“I am interested in embracing what others may see as physical imperfection or vulnerability.” Jocelyn Lee’s (b. 1962) portfolio of photographs offer intimate moments, recording the physical world through a tender engagement with the subject matter. The collection, on show at Huxley-Parlour Gallery, London, includes portraits, landscapes and still life, giving a raw and honest look at life’s transitions; through birth, growth and death. Celebrating each stage through a vivid use of colour, the images are rich in implied narrative, providing new perspectives on perceived notions of beauty, sexuality and family.
For example, images from the most recent series, The Appearance of Things (shown above), depicts female forms interweaved within organic environments. Submerged in water or dappled with sunlight, Lee’s sitters are captured truthfully, each work evading idealisation in favour of authenticity. Questioning established conventions, the images offer a new, diverse vision.
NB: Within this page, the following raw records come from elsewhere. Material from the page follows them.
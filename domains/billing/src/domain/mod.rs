//! Domain layer for billing: entities, webhook payloads, and the
//! payment event dispatcher.

pub mod dispatcher;
pub mod entities;
pub mod events;
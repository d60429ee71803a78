//! Mock Payment Provider Implementation
//!
//! Records every provider call and returns deterministic data, with a
//! programmable failure switch for exercising error paths in tests.

use std::sync::atomic::{AtomicBool, AtomicU64, Ordering};
use std::sync::{Arc, Mutex};

use crate::{
    PaymentError, PaymentProvider, ProviderCheckout, ProviderCustomer, ProviderSubscription,
};

/// A provider call captured by the mock
#[derive(Debug, Clone, PartialEq)]
pub enum RecordedCall {
    CreateCustomer {
        email: String,
    },
    InitializeTransaction {
        email: String,
        amount: i64,
        plan_code: Option<String>,
        metadata: serde_json::Value,
    },
    CreateSubscription {
        customer_code: String,
        plan_code: String,
    },
    DisableSubscription {
        code: String,
        token: String,
    },
    EnableSubscription {
        code: String,
        token: String,
    },
}

/// Mock payment provider for testing
#[derive(Debug, Clone)]
pub struct MockPaymentProvider {
    calls: Arc<Mutex<Vec<RecordedCall>>>,
    fail_next: Arc<AtomicBool>,
    sequence: Arc<AtomicU64>,
}

impl MockPaymentProvider {
    pub fn new() -> Self {
        Self {
            calls: Arc::new(Mutex::new(Vec::new())),
            fail_next: Arc::new(AtomicBool::new(false)),
            sequence: Arc::new(AtomicU64::new(0)),
        }
    }

    /// Make the next provider call fail with a rejection
    pub fn fail_next_call(&self) {
        self.fail_next.store(true, Ordering::SeqCst);
    }

    /// All calls recorded so far
    pub fn recorded_calls(&self) -> Vec<RecordedCall> {
        self.calls.lock().unwrap().clone()
    }

    /// Number of calls recorded so far
    pub fn call_count(&self) -> usize {
        self.calls.lock().unwrap().len()
    }

    /// Clear the call log
    pub fn clear(&self) {
        self.calls.lock().unwrap().clear();
    }

    fn record(&self, call: RecordedCall) -> Result<u64, PaymentError> {
        self.calls.lock().unwrap().push(call);
        if self.fail_next.swap(false, Ordering::SeqCst) {
            return Err(PaymentError::Rejected(
                "Mock provider rejected the request".to_string(),
            ));
        }
        Ok(self.sequence.fetch_add(1, Ordering::SeqCst))
    }
}

impl Default for MockPaymentProvider {
    fn default() -> Self {
        Self::new()
    }
}

#[async_trait::async_trait]
impl PaymentProvider for MockPaymentProvider {
    async fn create_customer(
        &self,
        email: &str,
        _first_name: &str,
        _last_name: &str,
        _phone: &str,
    ) -> Result<ProviderCustomer, PaymentError> {
        let seq = self.record(RecordedCall::CreateCustomer {
            email: email.to_string(),
        })?;
        Ok(ProviderCustomer {
            customer_code: format!("CUS_mock{}", seq),
            email: email.to_string(),
        })
    }

    async fn initialize_transaction(
        &self,
        email: &str,
        amount: i64,
        plan_code: Option<&str>,
        metadata: serde_json::Value,
    ) -> Result<ProviderCheckout, PaymentError> {
        let seq = self.record(RecordedCall::InitializeTransaction {
            email: email.to_string(),
            amount,
            plan_code: plan_code.map(str::to_string),
            metadata,
        })?;
        Ok(ProviderCheckout {
            authorization_url: format!("https://checkout.mock.test/{}", seq),
            access_code: format!("acc_mock{}", seq),
            reference: format!("ref_mock{}", seq),
        })
    }

    async fn create_subscription(
        &self,
        customer_code: &str,
        plan_code: &str,
    ) -> Result<ProviderSubscription, PaymentError> {
        let seq = self.record(RecordedCall::CreateSubscription {
            customer_code: customer_code.to_string(),
            plan_code: plan_code.to_string(),
        })?;
        Ok(ProviderSubscription {
            subscription_code: format!("SUB_mock{}", seq),
            email_token: format!("tok_mock{}", seq),
            status: "active".to_string(),
        })
    }

    async fn disable_subscription(&self, code: &str, token: &str) -> Result<(), PaymentError> {
        self.record(RecordedCall::DisableSubscription {
            code: code.to_string(),
            token: token.to_string(),
        })?;
        Ok(())
    }

    async fn enable_subscription(&self, code: &str, token: &str) -> Result<(), PaymentError> {
        self.record(RecordedCall::EnableSubscription {
            code: code.to_string(),
            token: token.to_string(),
        })?;
        Ok(())
    }
}

#[cfg(test)]
mod tests {
    use super::*;

    #[tokio::test]
    async fn test_mock_records_calls() {
        let provider = MockPaymentProvider::new();

        let checkout = provider
            .initialize_transaction(
                "archer@example.com",
                2500000,
                None,
                serde_json::json!({"custom_type": "walkin"}),
            )
            .await
            .unwrap();
        assert!(checkout.authorization_url.starts_with("https://checkout.mock.test/"));

        provider
            .disable_subscription("SUB_abc", "tok_abc")
            .await
            .unwrap();

        let calls = provider.recorded_calls();
        assert_eq!(calls.len(), 2);
        assert!(matches!(
            &calls[0],
            RecordedCall::InitializeTransaction { email, amount, .. }
                if email == "archer@example.com" && *amount == 2500000
        ));
        assert_eq!(
            calls[1],
            RecordedCall::DisableSubscription {
                code: "SUB_abc".to_string(),
                token: "tok_abc".to_string(),
            }
        );
    }

    #[tokio::test]
    async fn test_fail_next_call_fails_once() {
        let provider = MockPaymentProvider::new();
        provider.fail_next_call();

        let first = provider
            .create_customer("archer@example.com", "Robin", "Hood", "123")
            .await;
        assert!(first.is_err());

        let second = provider
            .create_customer("archer@example.com", "Robin", "Hood", "123")
            .await;
        assert!(second.is_ok());
        assert_eq!(provider.call_count(), 2);
    }
}
//! HTTP handlers for the billing domain

pub mod champions;
pub mod walk_ins;
pub mod webhook;

use longbow_common::Error;
use longbow_paystack::PaymentError;

/// Map payment provider failures onto the API error type.
pub(crate) fn provider_error(err: PaymentError) -> Error {
    match err {
        PaymentError::Rejected(message) => Error::Provider(message),
        other => Error::Internal(other.to_string()),
    }
}
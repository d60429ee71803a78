//! Authentication middleware for the Longbow API
//!
//! Provides JWT issue/validation with a logout denylist, and axum extractors
//! that work with any domain state implementing `FromRef<S>` for `AuthBackend`.

mod backend;
mod claims;
mod config;
mod error;
mod extractors;
mod jwt;
mod types;

pub use backend::AuthBackend;
pub use claims::{TokenClaims, TokenType};
pub use config::AuthConfig;
pub use error::AuthError;
pub use extractors::{AdminUser, AnyTokenUser, AuthUser, RefreshUser};
pub use types::{AuthSession, Role, TokenPair};
//! Transactional free functions for the members domain
//!
//! The invoice.update webhook changes a subscription and appends a history
//! row; the two writes run inside one transaction so a crash between them
//! cannot leave a half-applied delivery.

use crate::domain::entities::{PaymentHistory, SubscriptionStatus};
use chrono::{DateTime, Utc};
use sqlx::{Postgres, Transaction};

/// Update the subscription referenced by an invoice within an existing
/// transaction. A successful invoice also moves the billing period; a
/// failed one only changes the status. Returns the number of rows matched.
pub async fn update_subscription_from_invoice_tx(
    transaction: &mut Transaction<'_, Postgres>,
    subscription_code: &str,
    status: SubscriptionStatus,
    period: Option<(DateTime<Utc>, DateTime<Utc>)>,
) -> Result<u64, sqlx::Error> {
    let result = match period {
        Some((start, end)) => {
            sqlx::query(
                r#"
                UPDATE subscriptions
                SET status = $2, start_date = $3, end_date = $4, updated_at = NOW()
                WHERE subscription_code = $1
                "#,
            )
            .bind(subscription_code)
            .bind(status)
            .bind(start)
            .bind(end)
            .execute(&mut **transaction)
            .await?
        }
        None => {
            sqlx::query(
                r#"
                UPDATE subscriptions SET status = $2, updated_at = NOW()
                WHERE subscription_code = $1
                "#,
            )
            .bind(subscription_code)
            .bind(status)
            .execute(&mut **transaction)
            .await?
        }
    };
    Ok(result.rows_affected())
}

/// Append a payment-history row within an existing transaction.
pub async fn append_payment_history_tx(
    transaction: &mut Transaction<'_, Postgres>,
    history: &PaymentHistory,
) -> Result<(), sqlx::Error> {
    sqlx::query(
        r#"
        INSERT INTO payment_history (id, user_id, plan_id, amount, status, reference,
                                     name, email, payment_date, created_at, updated_at)
        VALUES ($1, $2, $3, $4, $5, $6, $7, $8, $9, $10, $11)
        "#,
    )
    .bind(history.id)
    .bind(history.user_id)
    .bind(history.plan_id)
    .bind(history.amount)
    .bind(&history.status)
    .bind(&history.reference)
    .bind(&history.name)
    .bind(&history.email)
    .bind(history.payment_date)
    .bind(history.created_at)
    .bind(history.updated_at)
    .execute(&mut **transaction)
    .await?;
    Ok(())
}
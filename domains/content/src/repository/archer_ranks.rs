//! Archer leaderboard repository
//!
//! One row per (bow type, archer); the unique index on that pair is the
//! arbiter of duplicate entries.

use sqlx::PgPool;
use uuid::Uuid;

use crate::domain::entities::{ArcherRank, BowType};
use longbow_common::RepositoryError;

const RANK_COLUMNS: &str =
    "id, full_name, point, bow_type, image_url, created_at, updated_at";

#[derive(Clone)]
pub struct ArcherRankRepository {
    pool: PgPool,
}

impl ArcherRankRepository {
    pub fn new(pool: PgPool) -> Self {
        Self { pool }
    }

    pub async fn create(&self, rank: &ArcherRank) -> Result<ArcherRank, RepositoryError> {
        let sql = format!(
            r#"
            INSERT INTO archer_ranks (id, full_name, point, bow_type, image_url,
                                      created_at, updated_at)
            VALUES ($1, $2, $3, $4, $5, $6, $7)
            RETURNING {RANK_COLUMNS}
            "#
        );

        sqlx::query_as::<_, ArcherRank>(&sql)
            .bind(rank.id)
            .bind(&rank.full_name)
            .bind(rank.point)
            .bind(rank.bow_type)
            .bind(&rank.image_url)
            .bind(rank.created_at)
            .bind(rank.updated_at)
            .fetch_one(&self.pool)
            .await
            .map_err(RepositoryError::from_sqlx)
    }

    pub async fn get_by_id(&self, id: Uuid) -> Result<Option<ArcherRank>, RepositoryError> {
        let sql = format!("SELECT {RANK_COLUMNS} FROM archer_ranks WHERE id = $1");
        let rank = sqlx::query_as::<_, ArcherRank>(&sql)
            .bind(id)
            .fetch_optional(&self.pool)
            .await?;
        Ok(rank)
    }

    /// Leaderboard for one discipline, highest points first.
    pub async fn list_by_type(
        &self,
        bow_type: BowType,
    ) -> Result<Vec<ArcherRank>, RepositoryError> {
        let sql = format!(
            "SELECT {RANK_COLUMNS} FROM archer_ranks WHERE bow_type = $1 ORDER BY point DESC"
        );
        let ranks = sqlx::query_as::<_, ArcherRank>(&sql)
            .bind(bow_type)
            .fetch_all(&self.pool)
            .await?;
        Ok(ranks)
    }

    /// Add competition points to an entry. Returns the updated row, or
    /// `None` when no entry matched.
    pub async fn add_points(
        &self,
        id: Uuid,
        points: i32,
    ) -> Result<Option<ArcherRank>, RepositoryError> {
        let sql = format!(
            r#"
            UPDATE archer_ranks SET point = point + $2, updated_at = NOW()
            WHERE id = $1
            RETURNING {RANK_COLUMNS}
            "#
        );
        let rank = sqlx::query_as::<_, ArcherRank>(&sql)
            .bind(id)
            .bind(points)
            .fetch_optional(&self.pool)
            .await?;
        Ok(rank)
    }

    pub async fn delete(&self, id: Uuid) -> Result<bool, RepositoryError> {
        let result = sqlx::query("DELETE FROM archer_ranks WHERE id = $1")
            .bind(id)
            .execute(&self.pool)
            .await?;
        Ok(result.rows_affected() > 0)
    }
}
The artist explains: “I want to expand the notion of the beautiful to include the more vulnerable stages of life, including adolescence, pregnancy, middle age, old age and illness.”
The portraits are juxtaposed with bold, painterly compositions of decomposing flowers and aging fruit. Echoing tropes and techniques used in 17th century Dutch still-life painting, Lee’s use of memento mori imagery emphasises the impermanence of the mortal world, whilst a rich colour palette accentuates the tactile qualities of fauna and flora. By reflecting on the breadth of art history whilst addressing contemporary concerns, the photographer’s body of work rewrites tradition, presenting a subtle yet powerful statement about the female experience.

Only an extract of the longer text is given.